D’après les informations recueillies auprès de la gendarmerie nationale à Maevatanàna, le général Noël Rakotonandrasana avait déjà réussi à rejoindre l’autre rive en luttant contre les eaux déferlantes lorsque, dans son sillage, le courant a brusquement emporté le bouvier qui le suivait.

Sauvetage éperdu
Dans l’affolement, il s’est rué vers le jeune homme, englouti sous les eaux et entraîné dangereusement en aval. En volant au secours de son compagnon, l’officier général à la retraite s’est, à son tour, retrouvé piégé dans les eaux, froides et profondes, du Menavava. Une trentaine de minutes après la noyade, le corps sans vie de l’ancien ministre a été repêché en aval.

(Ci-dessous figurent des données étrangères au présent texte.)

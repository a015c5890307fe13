use super::{
    ControllerMetadata, ControllerOptions, InterceptorMetadata, OnEmpty, ParamKind, ParamMetadata,
    ResponseHandlerKind, UseMetadata,
};
use crate::builder::RoutingDefaults;
use crate::class::{ClassRef, Instance};
use crate::error::HttpError;
use crate::handler::{AppendParams, MethodHandler, MethodOverride};
use crate::route::{Route, Verb};
use crate::store::ActionDeclaration;
use crate::transform::{ClassTransformOptions, ObjectType};
use crate::value::{Args, Output};
use http::StatusCode;
use serde_json::Value;
use std::fmt;
use std::sync::Arc;

/// One controller method bound to a verb and route.
#[derive(Clone)]
pub struct ActionMetadata {
    pub target: ClassRef,
    pub method: String,
    pub verb: Verb,
    pub route: Route,
    /// Controller base route joined with the action route
    pub full_route: Route,
    /// Controller options overridden by action options
    pub options: ControllerOptions,
    /// Sorted by ascending index
    pub params: Vec<ParamMetadata>,
    pub uses: Vec<UseMetadata>,
    pub interceptors: Vec<InterceptorMetadata>,

    pub is_json_typed: bool,
    pub success_http_code: Option<StatusCode>,
    pub undefined_result: Option<OnEmpty>,
    pub null_result: Option<OnEmpty>,
    pub redirect: Option<String>,
    pub rendered_template: Option<String>,
    /// Response headers in declaration order
    pub headers: Vec<(String, String)>,
    pub response_class_transform: Option<ClassTransformOptions>,
    pub response_model: Option<Arc<dyn ObjectType>>,

    pub is_authorized_used: bool,
    /// Controller roles followed by action roles
    pub authorized_roles: Vec<String>,

    pub is_body_used: bool,
    pub is_file_used: bool,
    pub is_files_used: bool,
    pub body_extra_options: Option<Value>,

    pub(crate) handler: MethodHandler,
    pub append_params: Option<AppendParams>,
    pub method_override: Option<MethodOverride>,
}

impl ActionMetadata {
    pub(crate) fn build(
        controller: &ControllerMetadata,
        declaration: &ActionDeclaration,
        mut params: Vec<ParamMetadata>,
        uses: Vec<UseMetadata>,
        interceptors: Vec<InterceptorMetadata>,
        handlers: &[&ResponseHandlerKind],
        defaults: &RoutingDefaults,
    ) -> Self {
        params.sort_by_key(|param| param.index);

        let content_type = handlers.iter().find_map(|handler| match handler {
            ResponseHandlerKind::ContentType(value) => Some(value.clone()),
            _ => None,
        });
        let is_json_typed = match &content_type {
            Some(value) => value.contains("json"),
            None => controller.is_json(),
        };

        let mut headers = Vec::new();
        let mut success_http_code = None;
        let mut undefined_result = None;
        let mut null_result = None;
        let mut redirect = None;
        let mut rendered_template = None;
        let mut authorized = None;
        let mut response_class_transform = None;
        let mut response_model = None;
        let mut location = None;
        for handler in handlers {
            match handler {
                ResponseHandlerKind::SuccessCode(code) => {
                    success_http_code.get_or_insert(*code);
                }
                ResponseHandlerKind::OnUndefined(on) => {
                    undefined_result.get_or_insert_with(|| on.clone());
                }
                ResponseHandlerKind::OnNull(on) => {
                    null_result.get_or_insert_with(|| on.clone());
                }
                ResponseHandlerKind::Redirect(target) => {
                    redirect.get_or_insert_with(|| target.clone());
                }
                ResponseHandlerKind::Render(template) => {
                    rendered_template.get_or_insert_with(|| template.clone());
                }
                ResponseHandlerKind::Authorized(roles) => {
                    authorized.get_or_insert(roles);
                }
                ResponseHandlerKind::ResponseClassTransform(options) => {
                    response_class_transform.get_or_insert_with(|| options.clone());
                }
                ResponseHandlerKind::ResponseModel(model) => {
                    response_model.get_or_insert_with(|| model.clone());
                }
                ResponseHandlerKind::Location(target) => {
                    location.get_or_insert_with(|| target.clone());
                }
                ResponseHandlerKind::ContentType(_) | ResponseHandlerKind::Header(_, _) => {}
            }
        }

        if let Some(location) = location {
            headers.push(("Location".to_string(), location));
        }
        if let Some(content_type) = content_type {
            headers.push(("Content-Type".to_string(), content_type));
        }
        for handler in handlers {
            if let ResponseHandlerKind::Header(name, value) = handler {
                headers.retain(|(existing, _)| !existing.eq_ignore_ascii_case(name));
                headers.push((name.clone(), value.clone()));
            }
        }

        let undefined_result = undefined_result.or_else(|| default_status(defaults.undefined_result_code));
        let null_result = null_result.or_else(|| default_status(defaults.null_result_code));

        let mut authorized_roles = controller.authorized_roles.clone();
        if let Some(roles) = authorized {
            authorized_roles.extend(roles.iter().cloned());
        }

        let body_param = params
            .iter()
            .find(|param| matches!(param.kind, ParamKind::Body | ParamKind::BodyParam));

        Self {
            target: declaration.target,
            method: declaration.method.clone(),
            verb: declaration.verb,
            route: declaration.route.clone(),
            full_route: Route::join(&controller.route, &declaration.route),
            options: controller.options.merged(&declaration.options),
            is_body_used: body_param.is_some(),
            body_extra_options: body_param.and_then(|param| param.extra_options.clone()),
            is_file_used: params.iter().any(|param| param.kind == ParamKind::File),
            is_files_used: params.iter().any(|param| param.kind == ParamKind::Files),
            params,
            uses,
            interceptors,
            is_json_typed,
            success_http_code,
            undefined_result,
            null_result,
            redirect,
            rendered_template,
            headers,
            response_class_transform,
            response_model,
            is_authorized_used: controller.is_authorized_used || authorized.is_some(),
            authorized_roles,
            handler: declaration.handler.clone(),
            append_params: declaration.append_params.clone(),
            method_override: declaration.method_override.clone(),
        }
    }

    /// Call the action method on a controller instance.
    pub async fn call_method(&self, instance: Instance, args: Args) -> Result<Output, HttpError> {
        (self.handler)(instance, args).await
    }

    /// `Controller.method`, for logs and error messages.
    pub fn display_name(&self) -> String {
        format!("{}.{}", self.target.short_name(), self.method)
    }
}

fn default_status(code: Option<u16>) -> Option<OnEmpty> {
    let code = code?;
    match StatusCode::from_u16(code) {
        Ok(status) => Some(OnEmpty::Status(status)),
        Err(_) => {
            tracing::warn!(code, "Ignoring invalid default result code");
            None
        }
    }
}

impl fmt::Debug for ActionMetadata {
    fn fmt(&self, f: &mut fmt::Formatter<'_>) -> fmt::Result {
        f.debug_struct("ActionMetadata")
            .field("target", &self.target)
            .field("method", &self.method)
            .field("verb", &self.verb)
            .field("full_route", &self.full_route)
            .field("params", &self.params)
            .field("is_json_typed", &self.is_json_typed)
            .field("is_authorized_used", &self.is_authorized_used)
            .field("authorized_roles", &self.authorized_roles)
            .finish_non_exhaustive()
    }
}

Dans l’espoir d’une ultime tentative de réanimation pourtant perdue d’avance, le corps a été examiné par un médecin, mais l’officier général avait déjà succombé à une asphyxie après des dizaines de minutes d’immersion.
La dépouille a été remise à sa famille pour les funérailles qui se tiendront à Mahazoma même.
Avant que ce drame ne se produise, le bouvier rescapé avait signalé à la gendarmerie des vols récurrents, dont le bétail de l’ex-ministre en a fait les frais. Pour le seul mois de janvier, deux cas sont enregistrés. Pour le premier, les dahalo ont fait main basse sur six zébus, contre huit pour le dernier cas recensé.